Next generation sequencing information management and analysis system for Galaxy
Next generation sequencing technologies like Illumina, SOLiD and 454 have provided core facilities with the ability to produce large amounts of sequence data. Along with this increased output comes the challenge of managing requests and samples, tracking sequencing runs, and automating downstream analyses.
Our group at Massachusetts General Hospital approached these challenges by developing a sample submission and tracking interface on top of the web-based Galaxy data integration platform. It provides a front end for biologists to enter their sample details and monitor the status of a project. For lab technicians doing the sample preparation and sequencing work, the system tracks sample states via a set of progressive queues providing data entry points at each step of the process. On the back end, an automated analysis pipeline processes data as it arrives off the sequencer, uploading the results back into Galaxy.
This post will show videos of the interface in action, describe installation and extension of the system, and detail the implementation architecture.
Front-end usage
Researcher sample entry
Biologists use a local Galaxy server as an entry point to submit samples for sequencing. This provides a familiar interface and central location for both entering sample information and retrieving and analyzing the sequencing data.
Practically, a user begins by browsing to the sample submission page. There they are presented with a wizard interface which guides them through entry of sample details. Multiplexed samples are supported through a drag and drop interface.
When all samples are entered, the user submits them as a sequencing project. This includes billing information and a project name to facilitate communication between the researcher and the core group about submissions. Users are able to view their submissions grouped as projects and track the state of constructs. Since we support a number of services in addition to sequencing — like library construction, quantitation and validation — this is a valuable way for users to track and organize their requests.
Sequencing tracking and management
Administrators and sequencing technicians have access to additional functionality to help manage the internal sample preparation and sequencing workflow. The main sample tracking interface centers around a set of queues; each queue represents a state that a sample can be in. Samples move through the queues as they are processed, with additional information being added to the sample at each step. For instance, a sample in the ‘Pre-sequencing quantitation’ queue moves to the ‘Sequencing’ queue once it has been fully quantitated, with that quantitation information entered by the sequencing technician during the transition.
Assigning samples to flow cells occurs using a drag and drop jQueryUI interface.

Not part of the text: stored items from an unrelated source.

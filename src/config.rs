//! Configuração do gradefix carregada a partir de `gradefix.toml`.
//!
//! A struct [`GradeFixConfig`] contém todos os parâmetros configuráveis.
//! Valores não presentes no arquivo usam defaults sensíveis.
//! Precedência: arquivo → conexão salva via `gradefix settings set` →
//! variáveis de ambiente `GRADEFIX_API_KEY` / `GRADEFIX_PROJECT_ID`.

use anyhow::Result;
use serde::{Deserialize, Serialize};
use std::path::{Path, PathBuf};
use std::time::Duration;

use crate::local::{LocalStorage, REMOTE_SETTINGS_KEY};
use crate::sync::{DEFAULT_POLL_INTERVAL, DEFAULT_RECONCILE_DELAY};

pub const CONFIG_FILE: &str = "gradefix.toml";

/// Configuração de nível superior carregada de `gradefix.toml`.
#[derive(Debug, Clone, Deserialize)]
pub struct GradeFixConfig {
    /// Chave de API do projeto Firebase.
    #[serde(default)]
    pub api_key: String,

    /// Identificador do projeto Firebase.
    #[serde(default)]
    pub project_id: String,

    /// Coleção Firestore que guarda os registros.
    #[serde(default = "default_collection")]
    pub collection: String,

    /// Diretório do armazenamento local (cache e senhas).
    #[serde(default)]
    pub data_dir: Option<PathBuf>,

    /// Intervalo da sincronização periódica, em segundos.
    #[serde(default = "default_poll_interval_secs")]
    pub poll_interval_secs: u64,

    /// Atraso da sincronização de confirmação após uma escrita, em milissegundos.
    #[serde(default = "default_reconcile_delay_ms")]
    pub reconcile_delay_ms: u64,

    /// Timeout total de cada requisição HTTP, em segundos.
    #[serde(default = "default_request_timeout_secs")]
    pub request_timeout_secs: u64,
}

fn default_collection() -> String {
    "student_entries".to_string()
}

fn default_poll_interval_secs() -> u64 {
    DEFAULT_POLL_INTERVAL.as_secs()
}

fn default_reconcile_delay_ms() -> u64 {
    DEFAULT_RECONCILE_DELAY.as_millis() as u64
}

fn default_request_timeout_secs() -> u64 {
    30
}

impl Default for GradeFixConfig {
    fn default() -> Self {
        Self {
            api_key: String::new(),
            project_id: String::new(),
            collection: default_collection(),
            data_dir: None,
            poll_interval_secs: default_poll_interval_secs(),
            reconcile_delay_ms: default_reconcile_delay_ms(),
            request_timeout_secs: default_request_timeout_secs(),
        }
    }
}

/// Conexão remota salva no armazenamento local (`settings set`).
#[derive(Debug, Clone, PartialEq, Eq, Serialize, Deserialize)]
#[serde(rename_all = "camelCase")]
pub struct RemoteSettings {
    pub api_key: String,
    pub project_id: String,
}

impl RemoteSettings {
    /// Exige `api_key` e `project_id` não vazios.
    pub fn validate(&self) -> Result<()> {
        if self.api_key.trim().is_empty() || self.project_id.trim().is_empty() {
            anyhow::bail!("incomplete settings: both api key and project id are required");
        }
        Ok(())
    }
}

impl GradeFixConfig {
    /// Carrega a configuração de `gradefix.toml` no diretório atual e aplica
    /// as camadas seguintes.
    pub fn load() -> Result<Self> {
        let mut config = Self::from_file(Path::new(CONFIG_FILE))?;

        let storage = config.storage();
        match storage.get::<RemoteSettings>(REMOTE_SETTINGS_KEY) {
            Ok(Some(remote)) => config.apply_remote(&remote),
            Ok(None) => {}
            Err(err) => tracing::warn!(%err, "Stored remote settings unreadable, ignoring"),
        }

        config.apply_env(|name| std::env::var(name).ok());
        Ok(config)
    }

    /// Lê o arquivo; usa valores padrão se ele não existir.
    pub fn from_file(path: &Path) -> Result<Self> {
        if !path.exists() {
            return Ok(Self::default());
        }
        let contents = std::fs::read_to_string(path)?;
        Ok(toml::from_str::<GradeFixConfig>(&contents)?)
    }

    pub fn apply_remote(&mut self, remote: &RemoteSettings) {
        self.api_key = remote.api_key.clone();
        self.project_id = remote.project_id.clone();
    }

    /// Variável de ambiente tem precedência sobre o arquivo e a conexão salva.
    pub fn apply_env(&mut self, var: impl Fn(&str) -> Option<String>) {
        if let Some(key) = var("GRADEFIX_API_KEY")
            && !key.is_empty()
        {
            self.api_key = key;
        }
        if let Some(project) = var("GRADEFIX_PROJECT_ID")
            && !project.is_empty()
        {
            self.project_id = project;
        }
    }

    /// O endpoint remoto só está configurado com chave e projeto.
    pub fn is_configured(&self) -> bool {
        !self.api_key.trim().is_empty() && !self.project_id.trim().is_empty()
    }

    pub fn data_dir(&self) -> PathBuf {
        self.data_dir.clone().unwrap_or_else(|| {
            dirs::data_dir()
                .unwrap_or_else(|| PathBuf::from("."))
                .join("gradefix")
        })
    }

    pub fn storage(&self) -> LocalStorage {
        LocalStorage::new(self.data_dir())
    }

    pub fn poll_interval(&self) -> Duration {
        Duration::from_secs(self.poll_interval_secs.max(1))
    }

    pub fn reconcile_delay(&self) -> Duration {
        Duration::from_millis(self.reconcile_delay_ms)
    }

    pub fn request_timeout(&self) -> Duration {
        Duration::from_secs(self.request_timeout_secs.max(1))
    }
}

The design is flexible to allow for placing samples across multiple lanes or multiplexing multiple barcoded samples into a single lane.
Viewing sequencing results
Running a sequencing machine requires careful monitoring of results and our interface provides several ways to view this data. Raw cluster and read counts are linked to a list of runs. For higher level analyses, interactive plots are available for viewing reads over time and pass rates compared to read density. These allow adjustment of experimental procedures to maximize useful reads based on current machine chemistry.
Analysis pipeline
Utilizing a front end that organizes requests allows sequencing results to be processed through a fully automated analysis pipeline on the back end. The pipeline detects runs coming off of a sequencer, transfers files to storage and analysis machines and manages a number of processing steps:
- Alignment with bowtie or bwa.
- Generation of alignment and read statistics with Picard, the fastx toolkit and SolexaQA.
- Preparation of a summary PDF with detailed statistics about the run and alignment.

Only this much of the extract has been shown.